Affiliations: Molecular Oncology Laboratory, Medical School, University of Patras, Rion, Greece | Department of Anatomy–Histology–Embryology, Medical School, University of Patras, Rion, Greece | Department of Surgery, Medical School, University of Patras, Rion, Greece | Department of Pathology, Medical School, University of Patras, Rion, Greece
Note: [] Corresponding author: Haralabos P. Kalofonos, Clinical Oncology Laboratory, Division of Oncology, Department of Medicine, Medical School, University of Patras, 265 04 Rion, Patras, Greece. Tel.: +30 2610 999535; Fax: +30 2610 994645; E-mail: [email protected].

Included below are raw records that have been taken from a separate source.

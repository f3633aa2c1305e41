/*!
 * Path Helpers
 * Normalization and the synthetic /proc paths served by the syscall layer
 */

use crate::core::types::Pid;
use path_clean::PathClean;
use std::path::{Path, PathBuf};

/// Synthetic directory views recognised before delegating to the filesystem
#[derive(Debug, Clone, Copy, PartialEq, Eq)]
pub enum ProcView {
    /// `/proc/<self|pid>/fd`: one symlink entry per open descriptor
    FdDir,
    /// `/proc/<self|pid>/task`: one entry per live task
    TaskDir,
}

/// Lexically normalize a guest path (resolves `.`/`..`, collapses slashes)
pub fn normalize(path: &str) -> PathBuf {
    let cleaned = Path::new(path).clean();
    if cleaned.is_absolute() {
        cleaned
    } else {
        Path::new("/").join(cleaned).clean()
    }
}

/// Match `/proc/self/fd`, `/proc/<pid>/fd` and the task equivalents
///
/// A trailing slash is accepted on both forms.
pub fn proc_view(path: &str, pid: Pid) -> Option<ProcView> {
    let rest = path.strip_prefix("/proc/")?;
    let rest = rest.strip_suffix('/').unwrap_or(rest);
    let (who, leaf) = rest.split_once('/')?;
    if who != "self" && who.parse::<Pid>().ok() != Some(pid) {
        return None;
    }
    match leaf {
        "fd" => Some(ProcView::FdDir),
        "task" => Some(ProcView::TaskDir),
        _ => None,
    }
}
/*!
 * Core Module
 * Fundamental types, limits, configuration and error handling
 */

pub mod config;
pub mod errno;
pub mod errors;
pub mod limits;
pub mod types;

// Re-export for convenience
pub use config::SyscallConfig;
pub use errno::Errno;
pub use errors::*;
pub use types::*;
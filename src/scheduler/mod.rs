/*!
 * Scheduler Module
 * Cooperative task model and the yield protocol between handlers and scheduler
 */

pub mod dispatcher;
pub mod types;

// Re-export for convenience
pub use dispatcher::ThreadDispatcher;
pub use types::{Step, SyscallOutcome, Task, TaskKind};
/*!
 * select Readiness Tests
 */

use crate::harness::Harness;
use guest_kernel::guest::Arch;
use guest_kernel::syscalls::{SyscallContext, Sysno};
use pretty_assertions::assert_eq;

/// Pipe on fds 3 (write) and 4 (read) with one byte buffered
fn ready_pipe(h: &mut Harness) {
    let pipefd = h.buffer(8);
    assert_eq!(h.completed(Sysno::Pipe2, &[pipefd, 0]), 0);
    let byte = h.guest.alloc_bytes(b"!");
    assert_eq!(h.completed(Sysno::Write, &[3, byte, 1]), 1);
}

fn fd_set(h: &mut Harness, fds: &[i32]) -> u64 {
    let mask = fds.iter().fold(0u32, |mask, fd| mask | 1 << fd);
    let addr = h.buffer(4);
    h.write(addr, &mask.to_le_bytes());
    addr
}

#[test]
fn test_select_clears_unready_bits_and_clear_set() {
    let mut h = Harness::new(Arch::Arm64);
    ready_pipe(&mut h);
    let check = fd_set(&mut h, &[3, 4]);
    let clear = fd_set(&mut h, &[0, 1, 2, 3, 4]);

    let mut ctx = SyscallContext::new(&mut h.guest, None, 1);
    let count = h.handler.select(&mut ctx, 5, check, Some(clear), true).unwrap();
    assert_eq!(count, 1);
    // fd 3 is the write end and never readable
    assert_eq!(h.read_i32(check), 1 << 4);
    assert_eq!(h.read_i32(clear), 0);
}

#[test]
fn test_select_without_read_check_counts_every_set_bit() {
    let mut h = Harness::new(Arch::Arm32);
    ready_pipe(&mut h);
    let check = fd_set(&mut h, &[1, 3]);

    let mut ctx = SyscallContext::new(&mut h.guest, None, 1);
    let count = h.handler.select(&mut ctx, 4, check, None, false).unwrap();
    assert_eq!(count, 2);
    assert_eq!(h.read_i32(check), (1 << 1) | (1 << 3));
}

#[test]
fn test_select_nothing_ready_keeps_clear_set() {
    let mut h = Harness::new(Arch::Arm64);
    let pipefd = h.buffer(8);
    h.completed(Sysno::Pipe2, &[pipefd, 0]);
    let check = fd_set(&mut h, &[4]);
    let clear = fd_set(&mut h, &[3]);

    let mut ctx = SyscallContext::new(&mut h.guest, None, 1);
    assert_eq!(h.handler.select(&mut ctx, 5, check, Some(clear), true).unwrap(), 0);
    assert_eq!(h.read_i32(check), 0);
    assert_eq!(h.read_i32(clear), 1 << 3);
}

#[test]
fn test_pselect6_read_set_first() {
    let mut h = Harness::new(Arch::Arm64);
    ready_pipe(&mut h);
    let readfds = fd_set(&mut h, &[4]);
    let writefds = fd_set(&mut h, &[3]);
    assert_eq!(h.completed(Sysno::Pselect6, &[5, readfds, writefds, 0, 0, 0]), 1);
    assert_eq!(h.read_i32(readfds), 1 << 4);
    assert_eq!(h.read_i32(writefds), 0);
}

#[test]
fn test_newselect_falls_back_to_write_set() {
    let mut h = Harness::new(Arch::Arm32);
    let pipefd = h.buffer(8);
    h.completed(Sysno::Pipe2, &[pipefd, 0]);
    // Nothing buffered: the read set comes back empty
    let readfds = fd_set(&mut h, &[4]);
    let writefds = fd_set(&mut h, &[3]);
    assert_eq!(h.completed(Sysno::Newselect, &[5, readfds, writefds, 0, 0]), 1);
    assert_eq!(h.read_i32(readfds), 0);
    assert_eq!(h.read_i32(writefds), 1 << 3);
}

#[test]
fn test_pselect6_nothing_ready() {
    let mut h = Harness::new(Arch::Arm64);
    let pipefd = h.buffer(8);
    h.completed(Sysno::Pipe2, &[pipefd, 0]);
    let readfds = fd_set(&mut h, &[4]);
    assert_eq!(h.completed(Sysno::Pselect6, &[5, readfds, 0, 0, 0, 0]), 0);
    assert_eq!(h.read_i32(readfds), 0);
}
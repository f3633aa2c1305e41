/*!
 * Syscall Error Types
 * Fatal conditions that abort the current call path
 */

use crate::guest::{Arch, MemoryError};
use miette::Diagnostic;
use serde::{Deserialize, Serialize};
use thiserror::Error;

/// Result of a syscall handler; `Err` never reaches the guest
pub type SyscallResult<T> = Result<T, SyscallError>;

/// Request patterns the layer does not model
///
/// Guest-visible failures are not errors here: they are a `-1` return plus
/// errno. These abort the dispatch loop instead.
#[derive(Error, Debug, Clone, PartialEq, Eq, Diagnostic, Serialize, Deserialize)]
#[serde(rename_all = "snake_case", tag = "error_type", content = "details")]
#[non_exhaustive]
pub enum SyscallError {
    /// The guest used a combination of arguments with no emulation
    #[error("Unsupported {syscall}: {detail}")]
    #[diagnostic(
        code(syscall::unsupported),
        help("The guest relies on kernel behaviour this layer does not emulate.")
    )]
    Unsupported { syscall: String, detail: String },

    /// Guest memory could not be accessed
    #[error("Guest memory error: {0}")]
    #[diagnostic(code(syscall::memory))]
    Memory(#[from] MemoryError),

    /// No handler for this number
    #[error("Unknown syscall {nr} for {arch}")]
    #[diagnostic(code(syscall::unknown))]
    UnknownSyscall { nr: u64, arch: Arch },
}

impl SyscallError {
    /// Create an unsupported-operation error
    #[inline]
    pub fn unsupported(syscall: impl Into<String>, detail: impl Into<String>) -> Self {
        Self::Unsupported {
            syscall: syscall.into(),
            detail: detail.into(),
        }
    }

    #[inline]
    pub fn is_unsupported(&self) -> bool {
        matches!(self, Self::Unsupported { .. })
    }
}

Abstract: Background: Survivin is involved in the regulation of cell division and survival, two key processes in cancer. The majority of studies on survivin in colorectal cancer (CRC) have focused on protein expression and less is known about the expression of survivin splicing variants or survivin gene polymorphisms in CRC. In the present study, the mRNA levels of the five known isoforms of survivin as well as survivin protein were assessed in matched normal and neoplastic colorectal tissue. Moreover, the 9386C/T and −31G/C polymorphisms were investigated. Methods: Quantitative RT-PCR was used to assess mRNA levels in fresh/frozen tissue samples. Protein levels were immunohistochemically evaluated on formalin-fixed paraffin-embedded tissue sections. Individuals were genotyped using real time PCR. Results: Expression of all 5 survivin splice variants as well as survivin protein was elevated in colorectal carcinomas compared to normal tissue. Specific splice variant expression differentially correlated with clinicopathological parameters. Furthermore, both snps correlated with splice variant levels or their ratios in colorectal carcinomas while the −31G/C snp may be related to CRC development and improved overall survival. Conclusion: Our results support a role of survivin in colorectal carcinogenesis while the −31G/C snp may constitute a marker of survival.